El siseo llegado desde lejos acompañado por un ronroneo in crescendo, es una imagen sonora que llevo muy dentro de mí, entre mis recuerdos más queridos. Me remonta a viajes –la mayoría, en familia- por remotas rutas argentinas; a noches transcurridas en la cucheta de la casa rodante, estacionados en algún lugar apartado del playón de remota estación de servicio en el medio de la nada, porque ahí nos había sorprendido la hora del descanso nocturno.
Me impresionaba y me impresiona el silencio que imaginaba sin límites, mientras a la espera del sueño evocaba paisajes y anécdotas del día transcurrido en tanto devorábamos kilómetros en el Ford Falcon perseguido de cerca y a la rastra por nuestro hogar ambulante.
Entonces, rasgando con delicadeza ese infinito de silencio que nos cobijaba, imperceptiblemente comenzaba a llegarme el sonido de los neumáticos de los camiones y de los micros deslizándose sobre el asfalto y, al mismo tiempo, el resoplar armónico de sus motores gasoleros lanzados hacia el más allá.
Y la evocación se superpone con la disonancia de un camión que entra y se detiene a cargar gas oil, y se demora al menos media hora en ese trámite con el motor en marcha y su conductor dialoga en voz muy alta -por sobre la percusión de los pistones por dentro de los cilindros ocultos en la trompa del vehículo- con el empleado que lo atiende. O simplemente decide él también, como nosotros, parar a hacer noche en ese lugar.

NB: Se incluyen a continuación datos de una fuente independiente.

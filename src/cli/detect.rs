//! `detect-antipatterns` command implementation

use anyhow::{Context, Result};
use context_architect::detectors::detect_antipatterns;
use context_architect::models::Phase;
use context_architect::project::AnalysisOptions;
use context_architect::reporters;
use std::path::Path;

pub fn run(root: &Path, phase: &str, options: &AnalysisOptions, format: &str) -> Result<i32> {
    // clap restricts the value set already; this only guards direct callers
    let phase: Phase = phase.parse().map_err(anyhow::Error::msg)?;

    let result = detect_antipatterns(root, phase, options)
        .with_context(|| format!("Failed to run {} phase on {}", phase, root.display()))?;
    println!("{}", reporters::report(&result, format)?);
    Ok(if result.has_findings() { 1 } else { 0 })
}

Entonces habrá concierto de frenos de aire, ruidos propios de puertas al abrirse y cerrarse, de pies que van y vienen, cansados de viajar, arrastrándose sobre la arenilla entre los surtidores y los baños, decía –dice- mi imaginación.
En estos días, desandando rutas abandonadas por mí a su propia suerte hace más de treinta y cinco años, me di de narices con estos recuerdos. Sin proponérmelo, veinticuatro horas antes me había topado con fotos de mi primer viaje sin mi familia, cuando en sexto grado nos llevaron a conocer la represa de El Chocón, un par de meses antes de su entrada en servicio.
El viaje nocturno a bordo de un viejo micro (¿un Mercedes Benz, un Leyland?) tuvo de fondo esa melodía de arrullo peculiar que capté por vez primera, con el coro impertinente del esforzado motor resoplón que nos llevaba en andas. Y al mismo tiempo se deslizaban ante mí las bardas, la meseta, los ocres, verdes y azules que me esmeré en registrar en diapositivas con la Kodak Fiesta familiar, las primeras fotografías que tomé en mi vida sin un mayor al lado que me dijera cómo hacerlo.
De mis sesenta y cuatro a mis once años en pocos instantes sin mensura, compartidos ahora con mi esposa Laura, encadenadora furtiva de expresiones de sorpresa y admiración.
Rutas y viajes. Sensaciones en ramillete. No hace tanto que visité la Patagonia para confraternizar con pingüinos y lobos de mar en Chubut. Desanduve varias veces –y lo seguiré haciendo- los rojizos trazos que penetran el profundo verde litoraleño. Pero a los lagos cordilleranos los tenía abandonados y no me había dado cuenta.
Cuando comenzamos a ovillar camino tirando de la Ruta Nacional 3 a poco de su nacimiento, y luego a anudarle la 22, entonces la 237, la 234 y la impostergable 40 se vinieron como obedientes cachorros y pichones, una detrás de otra, trayendo consigo aquellos gratos recuerdos. Y la luna llena en la noche de un cinco de enero recostada en un lago Lácar casi espejado, y el cielo pleno de galaxias al alcance de la mano.
Y esa certeza de que cada recuerdo de viaje es un presente vívido, actual, rebozante de latidos en el corazón que sisea y ronronea como aquellas rutas de descanso y sueño en la noche, que todavía hoy me arrullan.